Why HERA?

Why was HERA needed?

Since 2011, the war in Syria has caused millions of people to be displaced. Most people who fled the war took refuge in the nearest country: Turkey. Fleeing a war is one of the most traumatic forms of migration. Under these harsh conditions, disease and sickness can be expected.

Health depends on people having access to a livelihood, nourishing food, appropriate shelter, suitable clothing, and hygienic conditions. However, the people who flocked to Turkey due to the war walked for days, sustained injuries along the way, and faced extreme violence and rape. For this reason, by the time that refugees arrived in Turkey, they had sustained substantial damage to their physical and mental health.

While some of these injuries were improved by health services, hospital treatments, and surgeries, many people could not access these services. The most imminent public health problem for refugees in Turkey is a disease; this is only made worse by poor living conditions and exposure to a foreign environment. There has been an observed increase in chickenpox, diphtheria, pertussis, mumps, and neonatal tetanus among child refugees due to the lack of proper vaccination.

One of the least accessible services for Syrians is mother-child healthcare. The majority of refugees are women; however, in the camps, it is not possible to have antenatal visits, delivery care, newborn care, necessary examinations, baby and child monitoring, and family planning. These services are halting even outside of the camps. Refugees cannot access family planning policies and therefore, there has been a rise in undesired pregnancies and infant deaths. Women who are under stress are additionally more vulnerable to miscarriage and birth complications.

Importance of Vaccinations

Vaccines are prepared from microorganisms such as viruses and bacteria that cause disease in people and animals. Vaccines do not have the same ill-effects as exposure to the microorganisms from which they are derived.  This is because vaccines stimulate the immune system to fight against foreign microorganisms without inducing disease. After vaccination, the body can recognize the microbe or the toxin and develop a defense system against it. Thus, when the body encounters the actual microorganism, it can fight and defeat it. A vaccinated individual is now immune to that disease. Immunity is one of the most important public health intervention for preventing deaths and disease.

Which diseases do vaccines protect against?
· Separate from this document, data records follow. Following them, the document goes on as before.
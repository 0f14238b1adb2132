//! Chinese Remainder Theorem over pairwise-coprime moduli.

use crate::errors::DJCryptoError;

use super::Ring;

use num_bigint::BigUint;
use num_traits::{One, Zero};

/// Finds the unique `x` in `[0, N)`, `N = Π moduli[i]`, with `x ≡ residues[i] (mod moduli[i])`.
///
/// Uses the textbook construction `x = Σ a_i · y_i · z_i mod N` with `y_i = N / n_i`
/// and `z_i = y_i^-1 mod n_i`.
///
/// # Errors
///
/// * `LengthMismatch` if the slices have different lengths.
/// * `InvalidModulus` if a modulus is zero.
/// * `ModularInverse` if the moduli are not pairwise coprime.
///
/// # Example
///
/// ```
/// # use damgard_jurik::ring::crt;
/// # use num_bigint::BigUint;
/// let residues = [2u32, 3, 2].map(BigUint::from);
/// let moduli = [3u32, 5, 7].map(BigUint::from);
/// assert_eq!(crt(&residues, &moduli).unwrap(), BigUint::from(23u32));
/// ```
pub fn crt(residues: &[BigUint], moduli: &[BigUint]) -> Result<BigUint, DJCryptoError> {
    if residues.len() != moduli.len() {
        return Err(DJCryptoError::LengthMismatch(format!(
            "CRT needs one residue per modulus, got {} residues and {} moduli",
            residues.len(),
            moduli.len()
        )));
    }

    if moduli.iter().any(Zero::is_zero) {
        return Err(DJCryptoError::InvalidModulus(
            "CRT moduli must be positive".to_string(),
        ));
    }

    let product: BigUint = moduli.iter().product();
    let mut x = BigUint::zero();

    for (a_i, n_i) in residues.iter().zip(moduli) {
        if n_i.is_one() {
            // Every integer is ≡ 0 (mod 1)
            continue;
        }

        let y_i = &product / n_i;
        let z_i = Ring::try_with(n_i.clone())?.inv(&y_i).map_err(|_| {
            DJCryptoError::ModularInverse(format!(
                "CRT moduli are not pairwise coprime: {} shares a factor with the rest",
                n_i
            ))
        })?;

        x += a_i * y_i * z_i;
    }

    Ok(x % product)
}
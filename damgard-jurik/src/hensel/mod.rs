//! Discrete-log extraction in the subgroup generated by `1 + n` of `(Z/n^{s+1}Z)^*`.
//!
//! Given `a ≡ (1 + n)^m (mod n^{s+1})`, [`reduce`] recovers `m mod n^s` one power of `n`
//! at a time. For `s = 1` it collapses to the Paillier formula `L(a mod n^2)`.

use crate::errors::DJCryptoError;
use crate::ring::{Ring, factorial};

use num_bigint::{BigInt, BigUint};
use num_integer::Integer;
use num_traits::{One, Zero};

/// `L(b) = (b - 1) / n`, exact whenever `b ≡ 1 (mod n)`.
fn l_function(b: &BigInt, n: &BigInt) -> BigInt {
    (b - BigInt::one()).div_floor(n)
}

/// Recovers `i` with `a ≡ (1 + n)^i (mod n^{s+1})`.
///
/// The returned representative is only meaningful modulo `n^s` and may be negative;
/// callers reduce it with `mod_floor(n^s)`.
///
/// Step `j` knows `i mod n^{j-1}` and lifts it to `i mod n^j` by stripping the binomial
/// terms `C(i, k) · n^{k-1}`, `2 <= k <= j`, from `L(a mod n^{j+1})`.
///
/// # Errors
///
/// * `InvalidModulus` if `n <= 1`.
/// * `ModularInverse` if some `k!`, `k <= s`, shares a factor with `n`.
///
/// # Example
///
/// ```
/// # use damgard_jurik::hensel::reduce;
/// # use num_bigint::{BigInt, BigUint};
/// // (1 + 5)^7 mod 5^3 = 61
/// let i = reduce(&BigUint::from(61u32), &BigUint::from(5u32), 2).unwrap();
/// assert_eq!(i, BigInt::from(7));
/// ```
pub fn reduce(a: &BigUint, n: &BigUint, s: u32) -> Result<BigInt, DJCryptoError> {
    Ring::try_with(n.clone())?;

    // n^0 ..= n^{s+1}
    let mut powers: Vec<BigUint> = Vec::with_capacity(s as usize + 2);
    powers.push(BigUint::one());
    for e in 1..=(s as usize + 1) {
        let next = &powers[e - 1] * n;
        powers.push(next);
    }

    let n_int = BigInt::from(n.clone());
    let a_int = BigInt::from(a.clone());

    let mut i = BigInt::zero();
    for j in 1..=s {
        let ju = j as usize;
        let n_j = BigInt::from(powers[ju].clone());
        let n_j_ring = Ring::try_with(powers[ju].clone())?;

        let mut t1 = l_function(&a_int.mod_floor(&BigInt::from(powers[ju + 1].clone())), &n_int);
        let mut t2 = i.clone();

        for k in 2..=j {
            i -= BigInt::one();
            t2 = (&t2 * &i).mod_floor(&n_j);

            let k_fact_inv = BigInt::from(n_j_ring.inv(&factorial(k))?);
            let n_k_1 = BigInt::from(powers[k as usize - 1].clone());
            t1 -= (&t2 * n_k_1 * k_fact_inv).mod_floor(&n_j);
        }

        i = t1;
    }

    Ok(i)
}
//! # Ring Module
//!
//! Provides the [`Ring`] struct for modular arithmetic over Z_m with arbitrary-precision
//! moduli, plus the CRT solver used to derive decryption exponents.

pub mod crt;
pub mod helper;
pub mod math;

pub use crt::crt;
pub use helper::{factorial, is_unit};
pub use math::Ring;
  • DaBT (the 5-in-1 vaccine or the pentavalent) vaccine protects against diphtheria, pertussis, and tetanus.
  • Polio vaccine protects against poliomyelitis (polio).
  • Hepatitis B vaccine protects against hepatitis B-induced jaundice, cirrhosis, and liver cancer.
  • Hepatitis A vaccine protects against hepatitis A-induced jaundice.
  • Varicella (chickenpox) vaccine protects against chickenpox.
  • Hib vaccine protects against H. influenza type b-induced meningitis, pneumonia, and middle ear infections.
  • BCG vaccine protects against tuberculosis.
  • MMR (measles-mumps-rubella) vaccine protects against measles, measles-related pneumonia, otitis media, SSPE (subacute sclerosing panencephalitis) disease, congenital rubella syndrome, and mumps.
  • Pneumococcal conjugate vaccine protects against pneumonia, brain inflammation (encephalitis), and sepsis (blood poisoning).

Importance of Prenatal Care

Every year, more than 600,000 women around the world lose their lives to pregnancy and childbirth-related complications. Preventive care services are required to promote a healthy birth and protect the health of both the mother and the newborn. These services include prenatal, natal, and postnatal care. Prenatal care is the periodic monitoring of mother and the baby during necessary medical examinations. The goal of prenatal care is to assure that women and babies have healthy pregnancies. During prenatal care, risky pregnancies and diseases can be detected prior to birth. Diseases that may complicate pregnancy can be diagnosed and treated. Decisions can be made around the location and method of birth. Mothers can receive information about nourishment, pregnancy hygiene, the birth itself, post-birth care, infant care, and available methods of family planning after the birth.